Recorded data
###

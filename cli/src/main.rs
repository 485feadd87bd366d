//! CLI entrypoint for review-gate
//!
//! This is the main binary that wires together all layers using
//! dependency injection.
//!
//! Exit codes: 0 approved (or nothing to gate), 1 blocked, 2 scan, rule,
//! or configuration error.

use anyhow::{Context, Result};
use chrono::Utc;
use clap::Parser;
use gate_application::{
    CycleProgressNotifier, DetectAgentsInput, DetectAgentsUseCase, DetectError, DetectionReport,
    MetricsRecorder, NoProgress, ReviewReport, RunConsensusInput, RunConsensusUseCase,
};
use gate_domain::AgentRegistry;
use gate_infrastructure::{
    ConfigLoader, FileConfig, FsSignalScanner, JsonlMetricsStore, RecordedVerdicts,
    build_review_agents,
};
use gate_presentation::{
    Cli, Command, ConsoleFormatter, DetectArgs, ProgressReporter, ReviewArgs, StatsArgs,
    StatsReport, formatter_for,
};
use gate_presentation::cli::commands::explicit_agents;
use std::path::Path;
use std::process::ExitCode;
use std::sync::Arc;
use tracing::{info, warn};
use tracing_appender::non_blocking::WorkerGuard;
use tracing_subscriber::EnvFilter;
use tracing_subscriber::fmt::writer::MakeWriterExt;

const EXIT_APPROVED: u8 = 0;
const EXIT_BLOCKED: u8 = 1;
const EXIT_ERROR: u8 = 2;

/// Rolling log file name inside `--log-dir`
const LOG_FILE_NAME: &str = "review-gate.log";

#[tokio::main]
async fn main() -> ExitCode {
    let cli = Cli::parse();
    let _guard = init_tracing(&cli);

    match run(cli).await {
        Ok(code) => ExitCode::from(code),
        Err(e) => {
            eprintln!("Error: {:#}", e);
            ExitCode::from(EXIT_ERROR)
        }
    }
}

/// Initialize logging based on verbosity level
///
/// Logs go to stderr so JSON reports on stdout stay clean. The returned
/// guard flushes the optional file sink on drop.
fn init_tracing(cli: &Cli) -> Option<WorkerGuard> {
    let filter = match cli.verbose {
        0 => EnvFilter::new("warn"),
        1 => EnvFilter::new("info"),
        2 => EnvFilter::new("debug"),
        _ => EnvFilter::new("trace"), // -vvv or more
    };

    match &cli.log_dir {
        Some(dir) => {
            let appender = tracing_appender::rolling::daily(dir, LOG_FILE_NAME);
            let (file_writer, guard) = tracing_appender::non_blocking(appender);
            tracing_subscriber::fmt()
                .with_env_filter(filter)
                .with_target(false)
                .with_ansi(false)
                .with_writer(std::io::stderr.and(file_writer))
                .init();
            Some(guard)
        }
        None => {
            tracing_subscriber::fmt()
                .with_env_filter(filter)
                .with_target(false)
                .with_writer(std::io::stderr)
                .init();
            None
        }
    }
}

async fn run(cli: Cli) -> Result<u8> {
    let root = cli
        .command
        .as_ref()
        .map(|c| c.root().clone())
        .unwrap_or_else(|| ".".into());

    if cli.show_config {
        println!(
            "{}",
            ConfigLoader::describe_sources(Some(&root), cli.config.as_ref())
        );
        return Ok(EXIT_APPROVED);
    }

    let Some(command) = cli.command else {
        eprintln!("No command given. Run `review-gate --help` for usage.");
        return Ok(EXIT_ERROR);
    };

    // === Configuration ===
    let config = if cli.no_config {
        ConfigLoader::load_defaults()
    } else {
        ConfigLoader::load(Some(&root), cli.config.as_ref())
            .context("Failed to load configuration")?
    };

    let issues = config.validate();
    if !issues.is_empty() {
        eprintln!("{}", ConsoleFormatter::format_issues(&issues));
    }
    if issues.iter().any(|i| i.is_error()) {
        return Ok(EXIT_ERROR);
    }

    match command {
        Command::Detect(args) => detect(&config, args),
        Command::Review(args) => review(&config, args, cli.quiet).await,
        Command::Stats(args) => stats(&config, args),
        Command::RebuildMetrics(args) => rebuild_metrics(&config, &args.path),
    }
}

fn detect_agents(
    config: &FileConfig,
    root: &Path,
    cli_agents: &[String],
) -> Result<(AgentRegistry, Result<DetectionReport, DetectError>)> {
    let registry = config
        .agents
        .build_registry()
        .context("Invalid agent definitions")?;

    // === Dependency Injection ===
    let use_case = DetectAgentsUseCase::new(
        Arc::new(FsSignalScanner::new()),
        Arc::new(registry.clone()),
    );
    let active = explicit_agents(cli_agents).or_else(|| config.agents.active.clone());
    let report = use_case.execute(DetectAgentsInput::new(root).with_active_agents(active));

    Ok((registry, report))
}

fn detect(config: &FileConfig, args: DetectArgs) -> Result<u8> {
    let (_, report) = detect_agents(config, &args.project.path, &args.agents)?;
    let report = match report {
        Ok(report) => report,
        Err(e) => {
            eprintln!("Error: {}", e);
            return Ok(EXIT_ERROR);
        }
    };

    println!("{}", formatter_for(args.format()).detection(&report));
    Ok(EXIT_APPROVED)
}

async fn review(config: &FileConfig, args: ReviewArgs, quiet: bool) -> Result<u8> {
    let root = args.project.path.clone();
    let (registry, detection) = detect_agents(config, &root, &args.agents)?;
    let detection = match detection {
        Ok(report) => report,
        Err(e) => {
            eprintln!("Error: {}", e);
            return Ok(EXIT_ERROR);
        }
    };

    let recorded = args
        .verdicts
        .as_deref()
        .map(RecordedVerdicts::load)
        .transpose()
        .context("Failed to load verdicts")?;
    let agents = build_review_agents(&registry, &config.agents.commands, recorded.as_ref());

    let mut params = config.review_params();
    if let Some(seconds) = args.timeout {
        params = params.with_timeout_seconds(seconds);
    }

    let cycle_id = args
        .cycle_id
        .clone()
        .unwrap_or_else(|| format!("cycle-{}", Utc::now().format("%Y%m%dT%H%M%S%.3fZ")));
    let input = RunConsensusInput::from_detection(&cycle_id, &detection)
        .with_override(args.override_veto);

    let use_case = RunConsensusUseCase::new(agents, params);
    let progress: Box<dyn CycleProgressNotifier> = if quiet || args.json {
        Box::new(NoProgress)
    } else {
        Box::new(ProgressReporter::new())
    };
    let outcome = use_case
        .execute_with_progress(input, progress.as_ref())
        .await
        .context("Review cycle failed")?;

    let approved = outcome.result.is_approved();
    let mut report = ReviewReport::new(detection, outcome);

    if config.metrics.enabled && !args.no_metrics {
        let store = JsonlMetricsStore::new(config.metrics.resolve_dir(&root));
        match MetricsRecorder::open(Arc::new(store)) {
            Ok(recorder) => {
                let recorded = recorder.record(
                    &report.outcome.cycle_id,
                    &report.outcome.verdicts,
                    &report.outcome.result,
                );
                report = report.with_metrics(recorded);
            }
            Err(e) => warn!("Metrics unavailable, cycle not recorded: {}", e),
        }
    }

    println!("{}", formatter_for(args.format()).review(&report));

    info!(
        "Cycle {} decided: {}",
        report.outcome.cycle_id, report.outcome.result.decision
    );
    Ok(if approved { EXIT_APPROVED } else { EXIT_BLOCKED })
}

fn open_recorder(config: &FileConfig, root: &Path) -> Result<MetricsRecorder> {
    let dir = config.metrics.resolve_dir(root);
    MetricsRecorder::open(Arc::new(JsonlMetricsStore::new(&dir)))
        .with_context(|| format!("Failed to open metrics in {}", dir.display()))
}

fn stats(config: &FileConfig, args: StatsArgs) -> Result<u8> {
    let recorder = open_recorder(config, &args.project.path)?;

    let agents = match &args.agent {
        Some(agent_id) => vec![recorder.get_agent_stats(agent_id)],
        None => recorder.all_stats(),
    };
    let report = StatsReport {
        agents,
        top_veto_reasons: recorder.top_veto_reasons(args.top),
    };

    println!("{}", formatter_for(args.format()).stats(&report));
    Ok(EXIT_APPROVED)
}

fn rebuild_metrics(config: &FileConfig, root: &Path) -> Result<u8> {
    let recorder = open_recorder(config, root)?;
    let aggregate = recorder.rebuild().context("Failed to rebuild metrics")?;

    println!(
        "Rebuilt metrics: {} reviews across {} agents",
        aggregate.total_reviews(),
        aggregate.agents.len()
    );
    Ok(EXIT_APPROVED)
}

###

WHAT IS NEEDED:
Above are the entries; repeat their lines exactly, from the first through the one that contains "use chrono::Utc;".

EXERCISE ANSWER:
filename cli/src/main.rs
repository 485feadd87bd366d
//! CLI entrypoint for review-gate
//!
//! This is the main binary that wires together all layers using
//! dependency injection.
//!
//! Exit codes: 0 approved (or nothing to gate), 1 blocked, 2 scan, rule,
//! or configuration error.

use anyhow::{Context, Result};
use chrono::Utc;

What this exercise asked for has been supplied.